Ojciec ofiary nie zgadza się na taki wyrok
Orzekająca w tej sprawie sędzia Alicja Kuroń ustnie uzasadniła taki wymiar kary. Przypomniała, że obowiązujące od kilku miesięcy przepisy o ruchu drogowym zobowiązują kierowców do zachowania szczególnej ostrożności przed przejściem dla pieszych i zredukowanie prędkości, zaś przepisy przed trzema laty na nakazywały redukcji prędkości.

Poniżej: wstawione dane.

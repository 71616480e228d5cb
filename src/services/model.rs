use serde::Deserialize;
use std::path::{Path, PathBuf};
use thiserror::Error;

/// Errors that can occur while loading the model artifact
#[derive(Debug, Error)]
pub enum ModelError {
    #[error("no model artifact found, tried: {}", tried.join(", "))]
    NotFound { tried: Vec<String> },

    #[error("failed to read model artifact {path}: {source}")]
    Io {
        path: PathBuf,
        source: std::io::Error,
    },

    #[error("malformed model artifact {path}: {source}")]
    Malformed {
        path: PathBuf,
        source: serde_json::Error,
    },

    #[error("model has {coefficients} coefficients but {features} feature names")]
    DimensionMismatch {
        coefficients: usize,
        features: usize,
    },
}

/// Errors from a single inference call
#[derive(Debug, Error)]
pub enum InferenceError {
    #[error("feature vector has {got} values, model expects {expected}")]
    ShapeMismatch { expected: usize, got: usize },

    #[error("model produced a non-finite output")]
    NonFinite,
}

/// An opaque regression capability: a numeric vector in, one scalar out.
///
/// The predictor only relies on this trait, so tests can substitute failing
/// or canned models and the artifact format can change without touching the
/// pipeline.
pub trait InferenceModel: Send + Sync {
    fn infer(&self, features: &[f64]) -> Result<f64, InferenceError>;

    /// The ordered feature names the model was trained on, when the artifact
    /// carries them.
    fn schema(&self) -> Option<&[String]>;
}

/// On-disk artifact layout (JSON)
#[derive(Debug, Deserialize)]
struct ModelArtifact {
    intercept: f64,
    coefficients: Vec<f64>,
    feature_names: Vec<String>,
}

/// Trained linear regression model
///
/// Immutable after load; a single instance is shared across workers behind an
/// `Arc` and inference never mutates state.
#[derive(Debug, Clone)]
pub struct LinearModel {
    intercept: f64,
    coefficients: Vec<f64>,
    feature_names: Vec<String>,
}

impl LinearModel {
    pub fn new(
        intercept: f64,
        coefficients: Vec<f64>,
        feature_names: Vec<String>,
    ) -> Result<Self, ModelError> {
        if coefficients.len() != feature_names.len() {
            return Err(ModelError::DimensionMismatch {
                coefficients: coefficients.len(),
                features: feature_names.len(),
            });
        }

        Ok(Self {
            intercept,
            coefficients,
            feature_names,
        })
    }

    /// Load the artifact from a specific path.
    pub fn from_file(path: &Path) -> Result<Self, ModelError> {
        let bytes = std::fs::read(path).map_err(|source| ModelError::Io {
            path: path.to_path_buf(),
            source,
        })?;

        let artifact: ModelArtifact =
            serde_json::from_slice(&bytes).map_err(|source| ModelError::Malformed {
                path: path.to_path_buf(),
                source,
            })?;

        let model = Self::new(
            artifact.intercept,
            artifact.coefficients,
            artifact.feature_names,
        )?;

        tracing::debug!(
            "Loaded model artifact from {} ({} features)",
            path.display(),
            model.feature_count()
        );

        Ok(model)
    }

    /// Resolve the artifact against an ordered candidate list; the first
    /// existing file wins.
    pub fn load(candidates: &[PathBuf]) -> Result<(Self, PathBuf), ModelError> {
        for candidate in candidates {
            if candidate.exists() {
                let model = Self::from_file(candidate)?;
                return Ok((model, candidate.clone()));
            }
            tracing::debug!("No model artifact at {}", candidate.display());
        }

        Err(ModelError::NotFound {
            tried: candidates
                .iter()
                .map(|p| p.display().to_string())
                .collect(),
        })
    }

    pub fn feature_count(&self) -> usize {
        self.coefficients.len()
    }

    pub fn feature_names(&self) -> &[String] {
        &self.feature_names
    }
}

impl InferenceModel for LinearModel {
    fn infer(&self, features: &[f64]) -> Result<f64, InferenceError> {
        if features.len() != self.coefficients.len() {
            return Err(InferenceError::ShapeMismatch {
                expected: self.coefficients.len(),
                got: features.len(),
            });
        }

        let output = self.intercept
            + self
                .coefficients
                .iter()
                .zip(features)
                .map(|(c, x)| c * x)
                .sum::<f64>();

        if !output.is_finite() {
            return Err(InferenceError::NonFinite);
        }

        Ok(output)
    }

    fn schema(&self) -> Option<&[String]> {
        Some(&self.feature_names)
    }
}

#[cfg(test)]
mod tests {
    use super::*;

    fn two_feature_model() -> LinearModel {
        LinearModel::new(
            10.0,
            vec![2.0, -1.0],
            vec!["a".to_string(), "b".to_string()],
        )
        .unwrap()
    }

    #[test]
    fn test_infer_dot_product() {
        let model = two_feature_model();
        // 10 + 2*3 - 1*4 = 12
        let output = model.infer(&[3.0, 4.0]).unwrap();
        assert_eq!(output, 12.0);
    }

    #[test]
    fn test_infer_rejects_wrong_shape() {
        let model = two_feature_model();
        let err = model.infer(&[1.0]).unwrap_err();
        assert!(matches!(
            err,
            InferenceError::ShapeMismatch {
                expected: 2,
                got: 1
            }
        ));
    }

    #[test]
    fn test_infer_rejects_non_finite() {
        let model = two_feature_model();
        let err = model.infer(&[f64::INFINITY, 0.0]).unwrap_err();
        assert!(matches!(err, InferenceError::NonFinite));
    }

    #[test]
    fn test_new_rejects_dimension_mismatch() {
        let err = LinearModel::new(0.0, vec![1.0], vec![]).unwrap_err();
        assert!(matches!(
            err,
            ModelError::DimensionMismatch {
                coefficients: 1,
                features: 0
            }
        ));
    }

    #[test]
    fn test_schema_exposes_feature_names() {
        let model = two_feature_model();
        assert_eq!(model.schema().map(|s| s.len()), Some(2));
        assert_eq!(model.schema().and_then(|s| s.first()).map(String::as_str), Some("a"));
    }

    #[test]
    fn test_load_reports_all_tried_paths() {
        let candidates = vec![
            PathBuf::from("/nonexistent/one.json"),
            PathBuf::from("/nonexistent/two.json"),
        ];
        let err = LinearModel::load(&candidates).unwrap_err();
        match err {
            ModelError::NotFound { tried } => assert_eq!(tried.len(), 2),
            other => panic!("expected NotFound, got {other:?}"),
        }
    }
}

- Co nie oznacza, że kierowca był zwolniony z zachowania szczególnej ostrożności – uzasadniała sędzia Alicja Kuroń . – Wyliczenie biegłych mówi, że nawet przy wykazanej w procesie prędkości pojazdu kierowca miał możliwość rozpoznania sylwetki pieszego na przejściu, zredukowania prędkości i ustąpienia mu pierwszeństwa. Nadto oskarżony wiedział, że zbliża się do przejścia dla pieszych.
Dlatego sąd zmienił kwalifikację czynu oskarżonego. Prokuratura w oskarżeniu opisała go, jako nieumyślne spowodowanie wypadku, sąd przyjął, że „zaniechając należytej ostrożności”, Ja cek H. działał umyślnie.
Uzasadniając taki wymiar kary, dodała, że Jacek H. nie był dotychczas karany. Nie zgadza się z nim Leszek Lutak, ojciec zmarłego. Jego adwokat zapowiedział złożenie wniosku o uzasadnienie pisemne wyroku, po którym sformułuje apelację. Leszek Lutak zaprzeczył, by miał zamiar starać się o odszkodowanie od sprawcy śmiertelnego wypadku.